__Given data__.
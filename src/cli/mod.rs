//! CLI module for the study timer.
//!
//! This module provides the command-line interface:
//! - `commands`: Command definitions using clap derive
//! - `client`: IPC client for daemon communication
//! - `display`: Output formatting and display logic

pub mod client;
pub mod commands;
pub mod display;

pub use client::IpcClient;
pub use commands::{Cli, Commands, StartArgs};
pub use display::Display;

__Task details__. Search the lines above for the string "module", then show every one that has it.

__Answer space__.
//! CLI module for the study timer.
//! This module provides the command-line interface:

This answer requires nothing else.